Use CI/CD components instead

CI/CD components solve this more cleanly. A component is a reusable pipeline unit with typed inputs. Instead of inheriting and overriding, you call it with parameters.

Here's the same deployment expressed as a component:

include:
  - component: $CI_SERVER_FQDN/$CI_PROJECT_PATH/kubernetes-deploy@$CI_COMMIT_SHA
    inputs:
      domain: services/service_a
      env: prod
      profile: prod
      cloud_role_arn: $CLOUD_ROLE_ARN_PROD
      vpn_env: prod

And the component itself:

# templates/kubernetes-deploy.yml
spec:
  inputs:
    domain:
      type: string
    env:
      type: string
    profile:
      type: string
      default: ''
    cloud_role_arn:
      type: string
    vpn_env:
      type: string
---
deploy $[[ inputs.env ]] $[[ inputs.domain ]]:
  tags: !reference [.runner, tags]
  image: $CI_REGISTRY_IMAGE/ci-deploy
  stage: deploy_$[[ inputs.env ]]
  id_tokens:
    GITLAB_OIDC_TOKEN:
      aud: https://gitlab.com
  before_script:
    - !reference [.assume_cloud_role, before_script]
    - !reference [.enable_vpn, before_script]
    - if [[ $ENV == "default" ]]; then echo "Env not set"; exit 1; fi;
    - make -C infrastructure/k8s update_kubeconfig/$ENV
  script:
    - REPO_ROOT=$(pwd)
    - cd $DOMAIN
    - ${REPO_ROOT}/ci/shared/apply.sh
    - cd $REPO_ROOT
  variables:
    ENV: $[[ inputs.env ]]
    DOMAIN: $[[ inputs.domain ]]
    PROFILE: $[[ inputs.profile ]]
    CLOUD_ROLE_ARN: $[[ inputs.cloud_role_arn ]]
    GIT_STRATEGY: clone
    USE_VPN: "1"
    VPN_ENV: $[[ inputs.vpn_env ]]

The consumer sees five named inputs.
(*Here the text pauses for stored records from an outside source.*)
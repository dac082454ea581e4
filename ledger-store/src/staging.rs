//! Deferred writes for a non-autocommit session.
//!
//! Staged actions are kept in order for the eventual commit, plus two views
//! used to answer reads made by the same session before it commits.

use serde_json::Value;
use std::collections::{HashMap, HashSet};

use crate::action::Action;

#[derive(Debug, Default)]
pub(crate) struct Staging {
    actions: Vec<Action>,
    /// `true` when created, `false` when deleted in this session
    collections: HashMap<String, bool>,
    /// Collections deleted in this session; stored objects are hidden
    cleared: HashSet<String>,
    /// `None` marks a staged removal
    objects: HashMap<(String, String), Option<Value>>,
}

impl Staging {
    pub(crate) fn len(&self) -> usize {
        self.actions.len()
    }

    pub(crate) fn record(&mut self, action: Action) {
        match &action {
            Action::CreateCollection { id, .. } => {
                self.collections.insert(id.clone(), true);
            }
            Action::DeleteCollection { id } => {
                self.collections.insert(id.clone(), false);
                self.cleared.insert(id.clone());
                self.objects.retain(|(collection, _), _| collection != id);
            }
            Action::Insert {
                collection,
                id,
                object,
                ..
            }
            | Action::Replace {
                collection,
                id,
                object,
            } => {
                self.objects
                    .insert((collection.clone(), id.clone()), Some(object.clone()));
            }
            Action::Remove { collection, id } => {
                self.objects.insert((collection.clone(), id.clone()), None);
            }
        }
        self.actions.push(action);
    }

    /// Staged existence of a collection, `None` when this session has not touched it.
    pub(crate) fn collection(&self, id: &str) -> Option<bool> {
        self.collections.get(id).copied()
    }

    /// Staged state of an object, `None` when the backend must be consulted.
    pub(crate) fn object(&self, collection: &str, id: &str) -> Option<Option<Value>> {
        if let Some(staged) = self.objects.get(&(collection.to_string(), id.to_string())) {
            return Some(staged.clone());
        }
        if self.cleared.contains(collection) {
            return Some(None);
        }
        None
    }

    /// Overlay staged writes onto the rows read from the backend.
    pub(crate) fn merge(&self, collection: &str, stored: Vec<(String, Value)>) -> Vec<Value> {
        let base = if self.cleared.contains(collection) {
            Vec::new()
        } else {
            stored
        };

        let mut seen = HashSet::new();
        let mut merged = Vec::with_capacity(base.len());
        for (id, value) in base {
            let key = (collection.to_string(), id);
            match self.objects.get(&key) {
                Some(Some(staged)) => merged.push(staged.clone()),
                Some(None) => {}
                None => merged.push(value),
            }
            seen.insert(key.1);
        }

        let mut added: Vec<(&String, &Value)> = self
            .objects
            .iter()
            .filter(|((c, id), _)| c == collection && !seen.contains(id))
            .filter_map(|((_, id), v)| v.as_ref().map(|v| (id, v)))
            .collect();
        added.sort_by(|a, b| a.0.cmp(b.0));
        merged.extend(added.into_iter().map(|(_, v)| v.clone()));
        merged
    }

    /// Remove and return the staged actions in order.
    pub(crate) fn take(&mut self) -> Vec<Action> {
        let actions = std::mem::take(&mut self.actions);
        self.clear();
        actions
    }

    pub(crate) fn clear(&mut self) {
        self.actions.clear();
        self.collections.clear();
        self.cleared.clear();
        self.objects.clear();
    }
}

#[cfg(test)]
mod tests {
    use super::*;
    use serde_json::json;

    #[test]
    fn test_merge_applies_overlay() {
        let mut staging = Staging::default();
        staging.record(Action::Replace {
            collection: "c".into(),
            id: "1".into(),
            object: json!({ "v": "new" }),
        });
        staging.record(Action::Remove {
            collection: "c".into(),
            id: "2".into(),
        });
        staging.record(Action::Insert {
            collection: "c".into(),
            id: "3".into(),
            object: json!({ "v": 3 }),
            force: false,
        });

        let stored = vec![
            ("1".to_string(), json!({ "v": "old" })),
            ("2".to_string(), json!({ "v": 2 })),
        ];
        let merged = staging.merge("c", stored);
        assert_eq!(merged, vec![json!({ "v": "new" }), json!({ "v": 3 })]);
    }

    #[test]
    fn test_delete_hides_stored_objects() {
        let mut staging = Staging::default();
        staging.record(Action::DeleteCollection { id: "c".into() });
        staging.record(Action::CreateCollection {
            id: "c".into(),
            force: false,
        });

        assert_eq!(staging.collection("c"), Some(true));
        assert_eq!(staging.object("c", "1"), Some(None));
        assert!(staging
            .merge("c", vec![("1".to_string(), json!({}))])
            .is_empty());
        assert_eq!(staging.take().len(), 2);
        assert_eq!(staging.len(), 0);
    }
}
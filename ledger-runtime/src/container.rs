//! Container - the long-lived host of the runtime.
//!
//! One Container owns the single [`DataService`] every call shares, the
//! logging service, the definition cache, the processor table and the
//! event channel. Contexts are cheap per-call views over it.

use ledger_store::{DataService, DataServiceOptions, FsBackend, MemoryBackend, SledBackend, StorageBackend};
use serde_json::Value;
use std::sync::Arc;
use tokio::sync::{broadcast, Mutex};
use tracing::{debug, info};

use crate::archive::BusinessNetworkDefinition;
use crate::cache::{CacheStats, LoadedNetwork, NetworkCache};
use crate::config::{ContainerConfig, StorageConfig};
use crate::context::Context;
use crate::error::Result;
use crate::events::EventService;
use crate::executor::{CompiledScriptBundle, ProcessorTable, TransactionProcessor};
use crate::identity::IdentityService;
use crate::logging::LoggingService;

const EVENT_CHANNEL_CAPACITY: usize = 1024;

struct ContainerInner {
    config: ContainerConfig,
    data_service: DataService,
    logging: LoggingService,
    cache: Mutex<NetworkCache>,
    processors: ProcessorTable,
    events: broadcast::Sender<Value>,
}

#[derive(Clone)]
pub struct Container {
    inner: Arc<ContainerInner>,
}

impl Container {
    /// Build a container and the storage backend its config names.
    /// Must be called from within a tokio runtime.
    pub fn new(config: ContainerConfig) -> Result<Self> {
        let backend: Arc<dyn StorageBackend> = match &config.storage {
            StorageConfig::Memory => Arc::new(MemoryBackend::new()),
            StorageConfig::Sled(sled) => Arc::new(SledBackend::new(sled.clone())),
            StorageConfig::Filesystem { root } => Arc::new(FsBackend::new(root)),
        };
        let data_service = DataService::new(
            backend,
            DataServiceOptions {
                autocommit: config.autocommit,
                ..Default::default()
            },
        );
        let logging = LoggingService::install(&config.log_level)?;
        Ok(Self::with_services(config, data_service, logging))
    }

    /// Build a container over an existing data service, e.g. one with a
    /// custom backend, or with an installed logging service.
    pub fn with_services(
        config: ContainerConfig,
        data_service: DataService,
        logging: LoggingService,
    ) -> Self {
        let (events, _) = broadcast::channel(EVENT_CHANNEL_CAPACITY);
        info!(
            container = %config.container_id,
            version = %config.version,
            backend = data_service.backend_name(),
            "Container created"
        );
        Self {
            inner: Arc::new(ContainerInner {
                cache: Mutex::new(NetworkCache::new(config.definition_cache_capacity)),
                config,
                data_service,
                logging,
                processors: ProcessorTable::new(),
                events,
            }),
        }
    }

    pub fn config(&self) -> &ContainerConfig {
        &self.inner.config
    }

    pub fn id(&self) -> &str {
        &self.inner.config.container_id
    }

    pub fn version(&self) -> &str {
        &self.inner.config.version
    }

    pub fn data_service(&self) -> &DataService {
        &self.inner.data_service
    }

    pub fn logging_service(&self) -> &LoggingService {
        &self.inner.logging
    }

    pub fn processors(&self) -> &ProcessorTable {
        &self.inner.processors
    }

    /// Register the implementation of a script function. Cached networks
    /// are dropped so the next load binds it.
    pub async fn register_processor(&self, function: &str, processor: Arc<dyn TransactionProcessor>) {
        self.inner.processors.register(function, processor);
        self.inner.cache.lock().await.clear();
        debug!(function = %function, "Transaction processor registered");
    }

    /// Events published by committed calls.
    pub fn subscribe_events(&self) -> broadcast::Receiver<Value> {
        self.inner.events.subscribe()
    }

    /// A fresh per-call context for `identity`.
    pub fn create_context(&self, identity: Arc<dyn IdentityService>) -> Context {
        Context::new(
            self.clone(),
            self.inner.data_service.session(),
            EventService::new(self.inner.events.clone()),
            identity,
        )
    }

    /// The parsed network for an archive, from the cache when possible.
    pub async fn load_network(&self, hash: &str, encoded: &str) -> Result<Arc<LoadedNetwork>> {
        if let Some(network) = self.inner.cache.lock().await.get(hash) {
            return Ok(network);
        }

        // parse outside the lock; a concurrent load of the same hash just
        // replaces an identical entry
        let definition = BusinessNetworkDefinition::from_base64(encoded)?;
        let scripts = CompiledScriptBundle::compile(definition.scripts(), &self.inner.processors);
        let network = Arc::new(LoadedNetwork {
            hash: hash.to_string(),
            definition: Arc::new(definition),
            scripts: Arc::new(scripts),
        });
        info!(
            network = %network.definition.identifier(),
            hash = %hash,
            "Business network loaded"
        );
        self.inner.cache.lock().await.put(network.clone());
        Ok(network)
    }

    pub async fn cache_stats(&self) -> CacheStats {
        self.inner.cache.lock().await.stats()
    }
}

impl std::fmt::Debug for Container {
    fn fmt(&self, f: &mut std::fmt::Formatter<'_>) -> std::fmt::Result {
        f.debug_struct("Container")
            .field("id", &self.id())
            .field("version", &self.version())
            .field("backend", &self.inner.data_service.backend_name())
            .finish()
    }
}
//! Equality-selector queries over a registry.
//!
//! A selector is a JSON object of `path: value` pairs; dotted paths reach
//! into nested objects. A resource matches when every pair is equal.

use serde_json::{Map, Value};

use crate::error::{Result, RuntimeError};
use crate::registry::RegistryType;
use crate::registry_manager::RegistryManager;
use crate::resource::Resource;
use crate::serializer::SerializeOptions;

#[derive(Debug, Clone)]
pub struct QueryService {
    registries: RegistryManager,
}

impl QueryService {
    pub fn new(registries: RegistryManager) -> Self {
        Self { registries }
    }

    pub async fn execute(
        &self,
        registry_type: RegistryType,
        registry_id: &str,
        selector: &Value,
    ) -> Result<Vec<Resource>> {
        let selector = selector.as_object().ok_or_else(|| {
            RuntimeError::Resource("Query selector must be a JSON object".to_string())
        })?;
        let registry = self.registries.get(registry_type, registry_id).await?;
        let serializer = self.registries.serializer();

        let mut matched = Vec::new();
        for resource in registry.get_all().await? {
            let json = serializer.to_json(&resource, SerializeOptions::default())?;
            if matches(&json, selector) {
                matched.push(resource);
            }
        }
        Ok(matched)
    }
}

fn matches(object: &Value, selector: &Map<String, Value>) -> bool {
    selector
        .iter()
        .all(|(path, expected)| lookup(object, path) == Some(expected))
}

fn lookup<'a>(value: &'a Value, path: &str) -> Option<&'a Value> {
    path.split('.').try_fold(value, |current, segment| current.get(segment))
}
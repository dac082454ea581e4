//! Sled-backed document store.
//!
//! Collections are markers in the `collections` tree. Objects live in the
//! `objects` tree under the composite key `{collection}\0{id}`, so listing
//! or deleting a collection is a single prefix scan.

use async_trait::async_trait;
use serde::{Deserialize, Serialize};
use serde_json::Value;
use std::path::PathBuf;
use tokio::sync::OnceCell;
use tracing::{debug, info};

use super::StorageBackend;
use crate::action::Action;
use crate::error::{Result, StoreError};

const KEY_SEPARATOR: u8 = 0;

/// Configuration for the sled backend
#[derive(Debug, Clone, Serialize, Deserialize)]
pub struct SledConfig {
    /// Path to the sled database directory
    #[serde(default = "default_path")]
    pub path: PathBuf,
    /// Page cache size in bytes
    #[serde(default = "default_cache_capacity")]
    pub cache_capacity: u64,
    /// Delete the database when it is dropped (tests)
    #[serde(default)]
    pub temporary: bool,
}

fn default_path() -> PathBuf {
    PathBuf::from("./ledger-data/store.sled")
}

fn default_cache_capacity() -> u64 {
    64 * 1024 * 1024 // 64MB
}

impl Default for SledConfig {
    fn default() -> Self {
        Self {
            path: default_path(),
            cache_capacity: default_cache_capacity(),
            temporary: false,
        }
    }
}

struct Handles {
    db: sled::Db,
    collections: sled::Tree,
    objects: sled::Tree,
}

/// Document store backed by sled
pub struct SledBackend {
    config: SledConfig,
    handles: OnceCell<Handles>,
}

impl SledBackend {
    pub fn new(config: SledConfig) -> Self {
        Self {
            config,
            handles: OnceCell::new(),
        }
    }

    /// A throwaway database removed on drop.
    pub fn temporary() -> Self {
        Self::new(SledConfig {
            temporary: true,
            ..Default::default()
        })
    }

    fn handles(&self) -> Result<&Handles> {
        self.handles
            .get()
            .ok_or_else(|| StoreError::NotConnected(self.name().to_string()))
    }

    fn object_key(collection: &str, id: &str) -> Vec<u8> {
        let mut key = Self::collection_prefix(collection);
        key.extend_from_slice(id.as_bytes());
        key
    }

    fn collection_prefix(collection: &str) -> Vec<u8> {
        let mut prefix = Vec::with_capacity(collection.len() + 1);
        prefix.extend_from_slice(collection.as_bytes());
        prefix.push(KEY_SEPARATOR);
        prefix
    }

    fn require_collection(handles: &Handles, collection: &str) -> Result<()> {
        if handles.collections.contains_key(collection.as_bytes())? {
            Ok(())
        } else {
            Err(StoreError::CollectionNotFound(collection.to_string()))
        }
    }
}

#[async_trait]
impl StorageBackend for SledBackend {
    fn name(&self) -> &str {
        "sled"
    }

    async fn open(&self) -> Result<()> {
        let config = &self.config;
        self.handles
            .get_or_try_init(|| async {
                let mut sled_config = sled::Config::new()
                    .cache_capacity(config.cache_capacity)
                    .mode(sled::Mode::HighThroughput);
                if config.temporary {
                    sled_config = sled_config.temporary(true);
                } else {
                    if let Some(parent) = config.path.parent() {
                        tokio::fs::create_dir_all(parent).await?;
                    }
                    sled_config = sled_config.path(&config.path);
                }

                let db = sled_config.open()?;
                let collections = db.open_tree("collections")?;
                let objects = db.open_tree("objects")?;

                info!(
                    path = %config.path.display(),
                    temporary = config.temporary,
                    "Sled backend opened"
                );
                Ok::<_, StoreError>(Handles {
                    db,
                    collections,
                    objects,
                })
            })
            .await?;
        Ok(())
    }

    async fn close(&self) -> Result<()> {
        if let Some(handles) = self.handles.get() {
            handles.db.flush_async().await?;
            debug!("Sled backend flushed");
        }
        Ok(())
    }

    async fn has_collection(&self, id: &str) -> Result<bool> {
        Ok(self.handles()?.collections.contains_key(id.as_bytes())?)
    }

    async fn read_object(&self, collection: &str, id: &str) -> Result<Option<Value>> {
        let handles = self.handles()?;
        match handles.objects.get(Self::object_key(collection, id))? {
            Some(bytes) => Ok(Some(serde_json::from_slice(&bytes)?)),
            None => Ok(None),
        }
    }

    async fn read_all(&self, collection: &str) -> Result<Vec<(String, Value)>> {
        let handles = self.handles()?;
        let prefix = Self::collection_prefix(collection);
        let mut rows = Vec::new();
        for item in handles.objects.scan_prefix(&prefix) {
            let (key, bytes) = item?;
            let id = String::from_utf8_lossy(&key[prefix.len()..]).into_owned();
            rows.push((id, serde_json::from_slice(&bytes)?));
        }
        Ok(rows)
    }

    async fn apply(&self, action: &Action) -> Result<()> {
        let handles = self.handles()?;
        match action {
            Action::CreateCollection { id, force } => {
                if handles.collections.contains_key(id.as_bytes())? && !force {
                    return Err(StoreError::DuplicateCollection(id.clone()));
                }
                handles.collections.insert(id.as_bytes(), id.as_bytes())?;
            }
            Action::DeleteCollection { id } => {
                if handles.collections.remove(id.as_bytes())?.is_none() {
                    return Err(StoreError::CollectionNotFound(id.clone()));
                }
                let mut batch = sled::Batch::default();
                let mut removed = 0usize;
                for key in handles.objects.scan_prefix(Self::collection_prefix(id)).keys() {
                    batch.remove(key?);
                    removed += 1;
                }
                handles.objects.apply_batch(batch)?;
                debug!(collection = %id, removed, "Collection deleted");
            }
            Action::Insert {
                collection,
                id,
                object,
                force,
            } => {
                Self::require_collection(handles, collection)?;
                let key = Self::object_key(collection, id);
                if !force && handles.objects.contains_key(&key)? {
                    return Err(StoreError::duplicate_object(collection, id));
                }
                handles.objects.insert(key, serde_json::to_vec(object)?)?;
            }
            Action::Replace {
                collection,
                id,
                object,
            } => {
                Self::require_collection(handles, collection)?;
                let key = Self::object_key(collection, id);
                if !handles.objects.contains_key(&key)? {
                    return Err(StoreError::object_not_found(collection, id));
                }
                handles.objects.insert(key, serde_json::to_vec(object)?)?;
            }
            Action::Remove { collection, id } => {
                Self::require_collection(handles, collection)?;
                if handles
                    .objects
                    .remove(Self::object_key(collection, id))?
                    .is_none()
                {
                    return Err(StoreError::object_not_found(collection, id));
                }
            }
        }
        Ok(())
    }

    async fn remove_all_data(&self) -> Result<()> {
        let handles = self.handles()?;
        handles.collections.clear()?;
        handles.objects.clear()?;
        Ok(())
    }
}
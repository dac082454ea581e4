//! Filesystem backend.
//!
//! Layout under the root directory:
//!
//! ```text
//! collections/
//!   <hex(collection id)>/
//!     .collection                 marker holding the raw collection id
//!     <hex(object id)>.json       one file per object
//!     sha256-<digest>.json        long object id: { "id", "object" }
//! ```
//!
//! IDs are hex-encoded so characters such as `:` and `$` never reach the
//! filesystem. Object IDs whose encoding would not fit a filename are
//! named by their SHA-256 digest instead, and the raw ID is kept inside the
//! file. Object files are written to a temp file and renamed.

use async_trait::async_trait;
use serde::{Deserialize, Serialize};
use serde_json::Value;
use sha2::{Digest, Sha256};
use std::path::{Path, PathBuf};
use tokio::fs;
use tracing::{debug, info, warn};

use super::StorageBackend;
use crate::action::Action;
use crate::error::{Result, StoreError};

const MARKER: &str = ".collection";
const OBJECT_EXT: &str = "json";
/// Longest hex stem used as a filename; leaves room for temp suffixes.
const MAX_ENCODED_STEM: usize = 200;
const HASHED_PREFIX: &str = "sha256-";

/// File body for an object named by digest.
#[derive(Serialize, Deserialize)]
struct LongIdObject {
    id: String,
    object: Value,
}

fn object_stem(id: &str) -> String {
    let encoded = hex::encode(id);
    if encoded.len() <= MAX_ENCODED_STEM {
        encoded
    } else {
        format!("{HASHED_PREFIX}{}", hex::encode(Sha256::digest(id.as_bytes())))
    }
}

fn is_hashed(stem: &str) -> bool {
    stem.starts_with(HASHED_PREFIX)
}

/// Directory-per-collection, file-per-object store
pub struct FsBackend {
    root_dir: PathBuf,
}

impl FsBackend {
    pub fn new<P: AsRef<Path>>(root_dir: P) -> Self {
        Self {
            root_dir: root_dir.as_ref().to_path_buf(),
        }
    }

    pub fn root_dir(&self) -> &Path {
        &self.root_dir
    }

    fn collections_dir(&self) -> PathBuf {
        self.root_dir.join("collections")
    }

    fn collection_dir(&self, collection: &str) -> PathBuf {
        self.collections_dir().join(hex::encode(collection))
    }

    fn object_path(&self, collection: &str, id: &str) -> PathBuf {
        self.collection_dir(collection)
            .join(format!("{}.{}", object_stem(id), OBJECT_EXT))
    }

    async fn exists(path: &Path) -> bool {
        fs::metadata(path).await.is_ok()
    }

    async fn require_collection(&self, collection: &str) -> Result<()> {
        if Self::exists(&self.collection_dir(collection).join(MARKER)).await {
            Ok(())
        } else {
            Err(StoreError::CollectionNotFound(collection.to_string()))
        }
    }

    async fn write_object(&self, collection: &str, id: &str, object: &Value) -> Result<()> {
        let path = self.object_path(collection, id);
        let tmp = path.with_extension(format!("{}.tmp", uuid::Uuid::new_v4().simple()));
        let bytes = if is_hashed(&object_stem(id)) {
            serde_json::to_vec(&LongIdObject {
                id: id.to_string(),
                object: object.clone(),
            })?
        } else {
            serde_json::to_vec(object)?
        };
        fs::write(&tmp, bytes).await?;
        fs::rename(&tmp, &path).await?;
        Ok(())
    }

    fn object_file_stem(path: &Path) -> Option<&str> {
        if path.extension().and_then(|e| e.to_str()) != Some(OBJECT_EXT) {
            return None;
        }
        path.file_stem()?.to_str()
    }

    /// `(id, object)` from a file's name and contents.
    fn decode_object(stem: &str, bytes: &[u8]) -> Result<Option<(String, Value)>> {
        if is_hashed(stem) {
            let stored: LongIdObject = serde_json::from_slice(bytes)?;
            return Ok(Some((stored.id, stored.object)));
        }
        let Some(id) = hex::decode(stem).ok().and_then(|b| String::from_utf8(b).ok()) else {
            return Ok(None);
        };
        Ok(Some((id, serde_json::from_slice(bytes)?)))
    }
}

#[async_trait]
impl StorageBackend for FsBackend {
    fn name(&self) -> &str {
        "fs"
    }

    async fn open(&self) -> Result<()> {
        fs::create_dir_all(self.collections_dir()).await?;
        info!(path = %self.root_dir.display(), "Filesystem backend opened");
        Ok(())
    }

    async fn has_collection(&self, id: &str) -> Result<bool> {
        Ok(Self::exists(&self.collection_dir(id).join(MARKER)).await)
    }

    async fn read_object(&self, collection: &str, id: &str) -> Result<Option<Value>> {
        match fs::read(self.object_path(collection, id)).await {
            Ok(bytes) if is_hashed(&object_stem(id)) => {
                let stored: LongIdObject = serde_json::from_slice(&bytes)?;
                Ok(Some(stored.object))
            }
            Ok(bytes) => Ok(Some(serde_json::from_slice(&bytes)?)),
            Err(e) if e.kind() == std::io::ErrorKind::NotFound => Ok(None),
            Err(e) => Err(e.into()),
        }
    }

    async fn read_all(&self, collection: &str) -> Result<Vec<(String, Value)>> {
        let dir = self.collection_dir(collection);
        let mut entries = match fs::read_dir(&dir).await {
            Ok(entries) => entries,
            Err(e) if e.kind() == std::io::ErrorKind::NotFound => return Ok(Vec::new()),
            Err(e) => return Err(e.into()),
        };

        let mut rows = Vec::new();
        while let Some(entry) = entries.next_entry().await? {
            let path = entry.path();
            let Some(stem) = Self::object_file_stem(&path) else {
                continue;
            };
            match fs::read(&path).await {
                Ok(bytes) => {
                    if let Some(row) = Self::decode_object(stem, &bytes)? {
                        rows.push(row);
                    }
                }
                // removed between listing and reading
                Err(e) if e.kind() == std::io::ErrorKind::NotFound => {
                    warn!(path = %path.display(), "Object vanished during scan");
                }
                Err(e) => return Err(e.into()),
            }
        }
        rows.sort_by(|a, b| a.0.cmp(&b.0));
        Ok(rows)
    }

    async fn apply(&self, action: &Action) -> Result<()> {
        match action {
            Action::CreateCollection { id, force } => {
                let dir = self.collection_dir(id);
                if Self::exists(&dir.join(MARKER)).await {
                    if !force {
                        return Err(StoreError::DuplicateCollection(id.clone()));
                    }
                    return Ok(());
                }
                fs::create_dir_all(&dir).await?;
                fs::write(dir.join(MARKER), id.as_bytes()).await?;
            }
            Action::DeleteCollection { id } => {
                self.require_collection(id).await?;
                fs::remove_dir_all(self.collection_dir(id)).await?;
                debug!(collection = %id, "Collection directory removed");
            }
            Action::Insert {
                collection,
                id,
                object,
                force,
            } => {
                self.require_collection(collection).await?;
                if !force && Self::exists(&self.object_path(collection, id)).await {
                    return Err(StoreError::duplicate_object(collection, id));
                }
                self.write_object(collection, id, object).await?;
            }
            Action::Replace {
                collection,
                id,
                object,
            } => {
                self.require_collection(collection).await?;
                if !Self::exists(&self.object_path(collection, id)).await {
                    return Err(StoreError::object_not_found(collection, id));
                }
                self.write_object(collection, id, object).await?;
            }
            Action::Remove { collection, id } => {
                self.require_collection(collection).await?;
                match fs::remove_file(self.object_path(collection, id)).await {
                    Ok(()) => {}
                    Err(e) if e.kind() == std::io::ErrorKind::NotFound => {
                        return Err(StoreError::object_not_found(collection, id));
                    }
                    Err(e) => return Err(e.into()),
                }
            }
        }
        Ok(())
    }

    async fn remove_all_data(&self) -> Result<()> {
        let dir = self.collections_dir();
        if Self::exists(&dir).await {
            fs::remove_dir_all(&dir).await?;
        }
        fs::create_dir_all(&dir).await?;
        Ok(())
    }
}
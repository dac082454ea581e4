//! Deploying, reading, updating, resetting and undeploying the network.
//!
//! Update and reset are multi-step and not atomic across their steps: with
//! autocommit on, a failure part way leaves the state of the last step that
//! succeeded.

use serde_json::Value;
use tracing::info;

use super::Engine;
use crate::archive::hash_archive;
use crate::context::{Context, InitializeOptions, StoredNetwork, BUSINESS_NETWORK_KEY, SYSDATA};
use crate::error::Result;
use crate::identity_manager::SYSIDENTITIES;
use crate::registry::RegistryType;
use crate::registry_manager::{DEFAULT_TRANSACTION_REGISTRY, SYSREGISTRIES};

const REINITIALIZE: InitializeOptions = InitializeOptions {
    allow_activation: false,
    reinitialize: true,
};

impl Engine {
    /// Store the archive and create the system collections and default
    /// registries. Deploying over an existing store replaces the archive and
    /// keeps registries, resources and identities.
    pub(super) async fn deploy(&self, context: &mut Context, archive: &str) -> Result<Value> {
        let hash = hash_archive(archive);
        let network = context.container().load_network(&hash, archive).await?;

        let data = context.data_service().clone();
        let sysdata = data.ensure_collection(SYSDATA).await?;
        sysdata
            .add(
                BUSINESS_NETWORK_KEY,
                serde_json::to_value(StoredNetwork {
                    data: archive.to_string(),
                    hash: hash.clone(),
                    undeployed: false,
                })?,
                true,
            )
            .await?;
        data.ensure_collection(SYSREGISTRIES).await?;
        data.ensure_collection(SYSIDENTITIES).await?;

        context.initialize(REINITIALIZE).await?;
        ensure_default_registries(context).await?;

        info!(
            network = %network.definition.identifier(),
            hash = %hash,
            "Business network deployed"
        );
        Ok(Value::Null)
    }

    /// `{ data, hash }` of the deployed archive.
    pub(super) async fn get_business_network(&self, context: &mut Context) -> Result<Value> {
        let stored = read_stored(context).await?;
        Ok(serde_json::json!({ "data": stored.data, "hash": stored.hash }))
    }

    pub(super) async fn update_business_network(&self, context: &mut Context, archive: &str) -> Result<Value> {
        let hash = hash_archive(archive);
        // rejects a bad archive before anything is written
        let network = context.container().load_network(&hash, archive).await?;

        let sysdata = context.data_service().get_collection(SYSDATA).await?;
        sysdata
            .update(
                BUSINESS_NETWORK_KEY,
                serde_json::to_value(StoredNetwork {
                    data: archive.to_string(),
                    hash: hash.clone(),
                    undeployed: false,
                })?,
            )
            .await?;

        context.initialize(REINITIALIZE).await?;
        context.registry_manager()?.create_defaults(false).await?;

        info!(
            network = %network.definition.identifier(),
            hash = %hash,
            "Business network updated"
        );
        Ok(Value::Null)
    }

    /// Remove every registry and its data, then recreate the defaults.
    pub(super) async fn reset_business_network(&self, context: &mut Context) -> Result<Value> {
        let registries = context.registry_manager()?;
        let records = registries.records().await?;
        for record in &records {
            registries
                .remove(record.registry_type, &record.registry_id)
                .await?;
        }
        ensure_default_registries(context).await?;
        info!(removed = records.len(), "Business network reset");
        Ok(Value::Null)
    }

    pub(super) async fn undeploy_business_network(&self, context: &mut Context) -> Result<Value> {
        let mut stored = read_stored(context).await?;
        stored.undeployed = true;
        let sysdata = context.data_service().get_collection(SYSDATA).await?;
        sysdata
            .update(BUSINESS_NETWORK_KEY, serde_json::to_value(&stored)?)
            .await?;
        info!(hash = %stored.hash, "Business network undeployed");
        Ok(Value::Null)
    }
}

async fn read_stored(context: &Context) -> Result<StoredNetwork> {
    let sysdata = context.data_service().get_collection(SYSDATA).await?;
    Ok(serde_json::from_value(sysdata.get(BUSINESS_NETWORK_KEY).await?)?)
}

/// `Transaction:default` plus one registry per declared type.
async fn ensure_default_registries(context: &Context) -> Result<()> {
    let registries = context.registry_manager()?;
    registries
        .ensure(
            RegistryType::Transaction,
            DEFAULT_TRANSACTION_REGISTRY,
            "Default transaction registry",
        )
        .await?;
    registries.create_defaults(false).await
}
The component author controls what's exposed. Nobody is silently overriding before_script three layers deep in a file you didn't know existed.

Components only went GA in GitLab 17.0, and they're still maturing. But they've already proven to be a much more understandable way to share pipeline configuration than the extends chains they replaced.

Conclusion

None of this is settled wisdom. GitLab keeps shipping changes and improvements — I'm particularly excited to see where Functions go.

If your monorepo has grown to the point where a failure in one service blocks another, or where understanding a single job means mentally reconstructing through a chain of extends clauses, these two changes should make a real difference.